*PROBLEM*: Output the entries underneath exactly as they are.

^^^^^^^^^^^^^^^^

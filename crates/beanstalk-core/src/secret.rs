//! Platform secret store abstraction.

use async_trait::async_trait;

use crate::Result;
use crate::identity::Credentials;

/// Read-only access to stored internet passwords.
#[async_trait]
pub trait SecretStore: Send + Sync {
    /// Look up credentials stored for `server`, optionally narrowed to a
    /// known username. Returns `None` when nothing usable is stored.
    async fn find_credentials(
        &self,
        server: &str,
        username: Option<&str>,
    ) -> Result<Option<Credentials>>;
}

/// Secret store for platforms without one.
#[derive(Debug, Clone, Copy, Default)]
pub struct NoSecretStore;

#[async_trait]
impl SecretStore for NoSecretStore {
    async fn find_credentials(
        &self,
        _server: &str,
        _username: Option<&str>,
    ) -> Result<Option<Credentials>> {
        Ok(None)
    }
}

^^^^^^^^^^^^^^^^

*EXERCISE RESULT*:
filename crates/beanstalk-core/src/secret.rs
//! Platform secret store abstraction.

use async_trait::async_trait;

use crate::Result;
use crate::identity::Credentials;

/// Read-only access to stored internet passwords.
#[async_trait]
pub trait SecretStore: Send + Sync {
    /// Look up credentials stored for `server`, optionally narrowed to a
    /// known username. Returns `None` when nothing usable is stored.
    async fn find_credentials(
        &self,
        server: &str,
        username: Option<&str>,
    ) -> Result<Option<Credentials>>;
}

/// Secret store for platforms without one.
#[derive(Debug, Clone, Copy, Default)]
pub struct NoSecretStore;

#[async_trait]
impl SecretStore for NoSecretStore {
    async fn find_credentials(
        &self,
        _server: &str,
        _username: Option<&str>,
    ) -> Result<Option<Credentials>> {
        Ok(None)
    }
}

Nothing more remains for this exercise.